Administrator from GB 

WebmasterWorld Administrator engine is a WebmasterWorld Top Contributor of All Time 10+ Year Member Top Contributors Of The Month Best Post Of The Month

joined:May 9, 2000
posts:25917
votes: 881


Google continues to step up its need for HTTPS. Not only is google giving HTTPS a slight ranking boost [webmasterworld.com], it's now going to seek out more HTTPS pages, even if not linked from any page.

....we'd like to announce that we're adjusting our indexing system to look for more HTTPS pages. Specifically, we’ll start crawling HTTPS equivalents of HTTP pages, even when the former are not linked to from any page. When two URLs from the same domain appear to have the same content but are served over different protocol schemes, we’ll typically choose to index the HTTPS URL if:

  • It doesn’t contain insecure dependencies.
  • It isn’t blocked from crawling by robots.txt.
  • It doesn’t redirect users to or through an insecure HTTP page.
  • It doesn’t have a rel="canonical" link to the HTTP page.
  • It doesn’t contain a noindex robots meta tag.
  • The sitemaps lists the HTTPS URL, or doesn’t list the HTTP version of the URL
  • The server has a valid TLS certificate.
    Googlebot Will Seek Out HTTPS Pages By Default [googlewebmastercentral.blogspot.com]
  • 9:16 pm on Dec 18, 2015 (gmt 0)

    Senior Member from US 

    WebmasterWorld Senior Member lucy24 is a WebmasterWorld Top Contributor of All Time 5+ Year Member Top Contributors Of The Month

    joined:Apr 9, 2011
    posts:15507
    votes: 752


    we’ll start crawling HTTPS equivalents of HTTP pages, even when the former are not linked to from any page

    I wish I had that kind of (crawl) budget, don't you? I did some casual experimenting with sites that I know for a fact don't have an https version. (My own, duh. Shared hosting.) Depending on browser version, it can take a very long time before the "can't connect" response comes back, possibly after one or more intervening steps. Does google keep an index of specific IPs that they already know don't listen on port 443 or, er, whatever the heck the number is? Or do they randomly try https://example.com/ and then write off the domain if they don't get through?

    Advice: If your site has any non-https content-- up to and including the whole site-- see if you can get there using https.

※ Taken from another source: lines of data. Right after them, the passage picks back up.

//! Configuration for the OTP services

use otp_shared::config::otp::DEFAULT_EXPIRES_MINUTES;
use otp_shared::OtpConfig;

/// Settings shared by the generator, the token service and the facade
#[derive(Debug, Clone)]
pub struct OtpServiceConfig {
    /// Minutes a generated code stays valid
    pub expires_minutes: i64,
    /// Locale used to resolve phone identities without a country code
    pub phone_locale: String,
    /// Email providers that may not receive codes
    pub disposable_email_providers: Vec<String>,
}

impl OtpServiceConfig {
    /// Default expiry in seconds
    pub fn expires_seconds(&self) -> i64 {
        self.expires_minutes * 60
    }
}

impl Default for OtpServiceConfig {
    fn default() -> Self {
        Self {
            expires_minutes: DEFAULT_EXPIRES_MINUTES,
            phone_locale: String::from("id"),
            disposable_email_providers: Vec::new(),
        }
    }
}

impl From<&OtpConfig> for OtpServiceConfig {
    fn from(config: &OtpConfig) -> Self {
        Self {
            expires_minutes: config.expires_minutes,
            phone_locale: config.phone_locale.clone(),
            disposable_email_providers: config.disposable_email_providers.clone(),
        }
    }
}
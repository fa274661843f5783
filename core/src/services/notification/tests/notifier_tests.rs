//! Unit tests for channel resolution, rendering and delivery

use chrono::{Duration, Utc};
use std::sync::Arc;

use crate::domain::entities::OtpRecord;
use crate::errors::DomainError;
use crate::services::notification::{
    Channel, IdentityRecipient, Notifiable, NotifierConfig, OtpMessage, OtpNotifier,
};
use crate::services::otp::IssuedOtp;

use super::mocks::{MockMailService, MockSmsService};

struct User {
    email: Option<String>,
    phone: Option<String>,
    channels: Vec<Channel>,
}

impl Notifiable for User {
    fn route_for(&self, channel: Channel) -> Option<String> {
        match channel {
            Channel::Mail => self.email.clone(),
            Channel::Sms => self.phone.clone(),
        }
    }

    fn otp_channels(&self) -> Vec<Channel> {
        self.channels.clone()
    }
}

fn issued(identity: &str, code: &str, minutes: i64) -> IssuedOtp {
    IssuedOtp {
        record: OtpRecord::new(identity, code, Duration::minutes(minutes), Utc::now()).unwrap(),
        code: code.to_string(),
    }
}

fn config(channels: Vec<Channel>) -> NotifierConfig {
    NotifierConfig {
        default_channels: channels,
        app_name: "Acme".to_string(),
    }
}

#[test]
fn test_mail_rendering() {
    let mail = OtpMessage::new("Acme", "482913", 15).to_mail();

    assert_eq!(mail.subject, "482913 is your Acme verification code");
    assert_eq!(mail.greeting, "Hello!");
    assert!(mail.text_body().contains("482913"));
    assert!(mail.text_body().contains("15 minutes"));

    let html = mail.html_body();
    assert!(html.contains("font-size: 3rem"));
    assert!(html.contains("text-align: center;\">482913</p>"));
}

#[test]
fn test_mail_html_escapes_app_name() {
    let html = OtpMessage::new("<Acme & Co>", "482913", 15).to_mail().html_body();
    assert!(html.contains("&lt;Acme &amp; Co&gt;"));
    assert!(!html.contains("<Acme"));
}

#[test]
fn test_sms_rendering_is_single_line() {
    let sms = OtpMessage::new("Acme", "482913", 10).to_sms();
    assert_eq!(
        sms,
        "Your Acme one-time password is 482913. It expires in 10 minutes. If you didn't request it, ignore this message."
    );
    assert!(!sms.contains('\n'));
}

#[test]
fn test_channels_fall_back_to_default() {
    let notifier = OtpNotifier::new(config(vec![Channel::Sms, Channel::Mail]));

    let no_preference = User {
        email: None,
        phone: None,
        channels: vec![],
    };
    assert_eq!(
        notifier.channels_for(&no_preference),
        vec![Channel::Sms, Channel::Mail]
    );

    let prefers_mail = User {
        email: None,
        phone: None,
        channels: vec![Channel::Mail],
    };
    assert_eq!(notifier.channels_for(&prefers_mail), vec![Channel::Mail]);
}

#[tokio::test]
async fn test_notify_delivers_on_every_channel() {
    let mail = Arc::new(MockMailService::new(false));
    let sms = Arc::new(MockSmsService::new(false));
    let notifier = OtpNotifier::new(config(vec![Channel::Mail, Channel::Sms]))
        .with_mail(mail.clone())
        .with_sms(sms.clone());

    let user = User {
        email: Some("user@example.com".to_string()),
        phone: Some("+628123456789".to_string()),
        channels: vec![],
    };

    let report = notifier
        .notify(&user, &issued("user@example.com", "123456", 15))
        .await
        .unwrap();

    assert_eq!(report.delivered.len(), 2);
    assert!(report.skipped.is_empty());

    let (to, message) = mail.last_message().unwrap();
    assert_eq!(to, "user@example.com");
    assert_eq!(message.code, "123456");

    let (phone, text) = sms.last_message().unwrap();
    assert_eq!(phone, "+628123456789");
    assert!(text.contains("123456"));
    assert!(text.contains("15 minutes"));
}

#[tokio::test]
async fn test_notify_skips_channels_without_route() {
    let mail = Arc::new(MockMailService::new(false));
    let notifier = OtpNotifier::new(config(vec![Channel::Mail, Channel::Sms])).with_mail(mail.clone());

    let user = User {
        email: Some("user@example.com".to_string()),
        phone: None,
        channels: vec![],
    };

    let report = notifier
        .notify(&user, &issued("user@example.com", "123456", 10))
        .await
        .unwrap();

    assert_eq!(report.delivered.len(), 1);
    assert_eq!(report.skipped, vec![Channel::Sms]);
    assert!(report.is_delivered());
}

#[tokio::test]
async fn test_notify_without_transport_is_delivery_error() {
    let notifier = OtpNotifier::new(config(vec![Channel::Sms]));
    let user = User {
        email: None,
        phone: Some("+628123456789".to_string()),
        channels: vec![],
    };

    let result = notifier
        .notify(&user, &issued("+628123456789", "123456", 10))
        .await;

    match result {
        Err(DomainError::Delivery { channel, .. }) => assert_eq!(channel, "sms"),
        other => panic!("Expected delivery error, got {:?}", other),
    }
}

#[tokio::test]
async fn test_notify_transport_failure_is_delivery_error() {
    let mail = Arc::new(MockMailService::new(true));
    let notifier = OtpNotifier::new(config(vec![Channel::Mail])).with_mail(mail);
    let user = User {
        email: Some("user@example.com".to_string()),
        phone: None,
        channels: vec![],
    };

    let result = notifier
        .notify(&user, &issued("user@example.com", "123456", 10))
        .await;

    match result {
        Err(DomainError::Delivery { channel, message }) => {
            assert_eq!(channel, "mail");
            assert!(message.contains("Mail service error"));
        }
        other => panic!("Expected delivery error, got {:?}", other),
    }
}

#[test]
fn test_identity_recipient_routes() {
    let email = IdentityRecipient::parse(" user@example.com ", "id").unwrap();
    assert_eq!(email.otp_channels(), vec![Channel::Mail]);
    assert_eq!(email.route_for(Channel::Mail), Some("user@example.com".to_string()));
    assert_eq!(email.route_for(Channel::Sms), None);

    let phone = IdentityRecipient::parse("08123456789", "id").unwrap();
    assert_eq!(phone.otp_channels(), vec![Channel::Sms]);
    assert_eq!(phone.route_for(Channel::Sms), Some("+628123456789".to_string()));
    assert_eq!(phone.route_for(Channel::Mail), None);
}

#[test]
fn test_identity_recipient_rejects_unusable_identities() {
    assert!(matches!(
        IdentityRecipient::parse("not an identity", "id"),
        Err(DomainError::InvalidPhoneNumber { .. }) | Err(DomainError::Validation { .. })
    ));
    assert!(matches!(
        IdentityRecipient::parse("+6281234567890", "id"),
        Err(DomainError::Validation { .. })
    ));
}
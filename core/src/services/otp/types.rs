//! Types returned by the OTP services

use crate::domain::entities::OtpRecord;
use crate::services::notification::NotificationReport;

/// A freshly generated code
///
/// The plaintext `code` exists only here; the stored record holds its digest.
#[derive(Debug, Clone)]
pub struct IssuedOtp {
    /// The record as stored
    pub record: OtpRecord,
    /// The 6-digit code to deliver
    pub code: String,
}

impl IssuedOtp {
    /// Validity window in whole minutes, rounded up
    pub fn expires_in_minutes(&self) -> i64 {
        let seconds = (self.record.expires_at - self.record.created_at).num_seconds();
        (seconds.max(0) + 59) / 60
    }
}

/// Result of generating and delivering a code
#[derive(Debug, Clone)]
pub struct SendOtpResult {
    pub issued: IssuedOtp,
    pub report: NotificationReport,
}
//! Mail delivery module

mod smtp;

pub use smtp::SmtpMailService;
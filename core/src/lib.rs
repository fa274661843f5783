//! # OTP Core
//!
//! Domain layer of the OTP lifecycle manager: the persisted `OtpRecord`, the
//! `Token` value object, the repository interface with an in-memory store,
//! and the services that generate, deliver, validate and prune codes.

pub mod domain;
pub mod errors;
pub mod repositories;
pub mod services;

// Re-export commonly used types for convenience
pub use domain::{hash_code, OtpRecord, Token, TokenAttributes, CODE_LENGTH, CODE_MAX, CODE_MIN};
pub use errors::{DomainError, DomainResult};
pub use repositories::{InMemoryOtpRepository, OtpRepository};
pub use services::{
    Channel, IdentityRecipient, IssuedOtp, MailMessage, MailServiceTrait, Notifiable,
    NotificationReport, NotifierConfig, OtpGenerator, OtpMessage, OtpNotifier, OtpPruner,
    OtpService, OtpServiceConfig, OtpValidator, PruneResult, SendOtpResult, SmsServiceTrait,
    TokenService,
};
//! Unit tests for pruning

use chrono::{Duration, Utc};
use otp_shared::PruneConfig;
use std::sync::Arc;

use crate::domain::entities::OtpRecord;
use crate::errors::DomainError;
use crate::repositories::{InMemoryOtpRepository, OtpRepository};
use crate::services::otp::OtpPruner;

use super::mocks::FailingOtpRepository;

async fn seed(repo: &InMemoryOtpRepository) {
    let now = Utc::now();
    for (identity, ttl) in [
        ("expired-a@example.com", Duration::minutes(-5)),
        ("expired-b@example.com", Duration::seconds(-1)),
        ("live@example.com", Duration::minutes(5)),
    ] {
        repo.replace(OtpRecord::new(identity, "123456", ttl, now).unwrap())
            .await
            .unwrap();
    }
}

#[tokio::test]
async fn test_prune_removes_all_and_only_expired() {
    let repo = Arc::new(InMemoryOtpRepository::new());
    seed(&repo).await;
    let pruner = OtpPruner::new(repo.clone(), PruneConfig::default());

    assert_eq!(pruner.prune_expired().await.unwrap(), 2);
    assert_eq!(pruner.prune_expired().await.unwrap(), 0);

    assert_eq!(repo.len().await, 1);
    assert!(repo.find_by_identity("live@example.com").await.unwrap().is_some());
}

#[tokio::test]
async fn test_prune_empty_store() {
    let pruner = OtpPruner::new(Arc::new(InMemoryOtpRepository::new()), PruneConfig::default());
    assert_eq!(pruner.prune_expired().await.unwrap(), 0);
}

#[tokio::test]
async fn test_prune_failure() {
    let pruner = OtpPruner::new(Arc::new(FailingOtpRepository), PruneConfig::default());

    assert!(matches!(
        pruner.prune_expired().await,
        Err(DomainError::Storage { .. })
    ));

    let result = pruner.run_cycle().await;
    assert!(!result.is_success());
    assert_eq!(result.deleted, 0);
}

#[tokio::test]
async fn test_disabled_background_task_does_not_start() {
    let config = PruneConfig {
        interval_seconds: 1,
        enabled: false,
    };
    let pruner = Arc::new(OtpPruner::new(Arc::new(InMemoryOtpRepository::new()), config));

    assert!(pruner.start_background_task().is_none());
}

#[tokio::test(start_paused = true)]
async fn test_background_task_prunes_on_interval() {
    let repo = Arc::new(InMemoryOtpRepository::new());
    seed(&repo).await;

    let config = PruneConfig {
        interval_seconds: 60,
        enabled: true,
    };
    let pruner = Arc::new(OtpPruner::new(repo.clone(), config));
    let handle = pruner.start_background_task().expect("pruner should start");

    // The first tick fires immediately
    tokio::time::sleep(std::time::Duration::from_millis(10)).await;
    assert_eq!(repo.len().await, 1);

    // Records expiring later are picked up by a following tick
    repo.replace(OtpRecord::new(
        "late@example.com",
        "123456",
        Duration::seconds(-1),
        Utc::now(),
    )
    .unwrap())
    .await
    .unwrap();
    tokio::time::sleep(std::time::Duration::from_secs(61)).await;
    assert_eq!(repo.len().await, 1);

    handle.abort();
}
//! Persisted one-time password record.

use chrono::{DateTime, Duration, Utc};
use constant_time_eq::constant_time_eq;
use serde::{Deserialize, Serialize};
use sha2::{Digest, Sha256};
use uuid::Uuid;

use crate::errors::{DomainError, DomainResult};

/// Length of a generated code
pub const CODE_LENGTH: usize = 6;

/// Smallest code that can be drawn (no leading zero)
pub const CODE_MIN: u32 = 100_000;

/// Largest code that can be drawn
pub const CODE_MAX: u32 = 999_999;

/// Digest stored in place of a plaintext code
///
/// SHA-256 over `identity:code`, hex encoded. Binding the identity keeps two
/// identities holding the same code from sharing a digest.
pub fn hash_code(identity: &str, code: &str) -> String {
    let mut hasher = Sha256::new();
    hasher.update(identity.as_bytes());
    hasher.update(b":");
    hasher.update(code.as_bytes());
    hex::encode(hasher.finalize())
}

/// A code issued to an identity
///
/// At most one record exists per identity; issuing a new code replaces it.
#[derive(Debug, Clone, PartialEq, Eq, Serialize, Deserialize)]
pub struct OtpRecord {
    /// Primary key
    pub id: Uuid,

    /// Email address or phone number the code was issued to
    pub identity: String,

    /// Digest of the code (see [`hash_code`])
    pub token: String,

    /// Absolute expiry; the record is expired once `expires_at <= now`
    pub expires_at: DateTime<Utc>,

    pub created_at: DateTime<Utc>,
    pub updated_at: DateTime<Utc>,
}

impl OtpRecord {
    /// Create a record for `code`, expiring `ttl` after `now`
    ///
    /// Fails with `DomainError::Validation` when the expiry is not a
    /// representable timestamp.
    pub fn new(identity: &str, code: &str, ttl: Duration, now: DateTime<Utc>) -> DomainResult<Self> {
        let expires_at = now
            .checked_add_signed(ttl)
            .ok_or_else(|| DomainError::Validation {
                message: format!("Expiry of {} seconds is out of range", ttl.num_seconds()),
            })?;

        Ok(Self {
            id: Uuid::new_v4(),
            identity: identity.to_string(),
            token: hash_code(identity, code),
            expires_at,
            created_at: now,
            updated_at: now,
        })
    }

    /// Whether the record is expired at `now`
    pub fn is_expired_at(&self, now: DateTime<Utc>) -> bool {
        self.expires_at <= now
    }

    /// Whether the record is expired right now
    pub fn is_expired(&self) -> bool {
        self.is_expired_at(Utc::now())
    }

    /// Compare a stored digest in constant time
    pub fn token_matches(&self, token: &str) -> bool {
        constant_time_eq(self.token.as_bytes(), token.as_bytes())
    }

    /// Whether `code` is the code this record was issued for
    pub fn matches(&self, code: &str) -> bool {
        self.token_matches(&hash_code(&self.identity, code))
    }
}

If you can, tweak your domain-name-canonicalization redirect so that any one page can only be reached in one way (same as with/without www).
    10:15 pm on Dec 18, 2015 (gmt 0)

    Senior Member

    WebmasterWorld Senior Member aristotle is a WebmasterWorld Top Contributor of All Time 10+ Year Member Top Contributors Of The Month

    joined:Aug 4, 2008
    posts:3549
    votes: 328


    Advice: If your site has any non-https content-- up to and including the whole site-- see if you can get there using https

    Lucy -- I don't understand how you could get to something that doesn't exist. Unless maybe somebody without your knowledge has created an https version of your site on the same server.

    But my real question is why the heck would google do this in the first place

    Actually I don't understand any of this very well
    2:26 am on Dec 19, 2015 (gmt 0)

    Senior Member from US 

    WebmasterWorld Senior Member lucy24 is a WebmasterWorld Top Contributor of All Time 5+ Year Member Top Contributors Of The Month

    joined:Apr 9, 2011
    posts:15507
    votes: 752


    I don't understand how you could get to something that doesn't exist.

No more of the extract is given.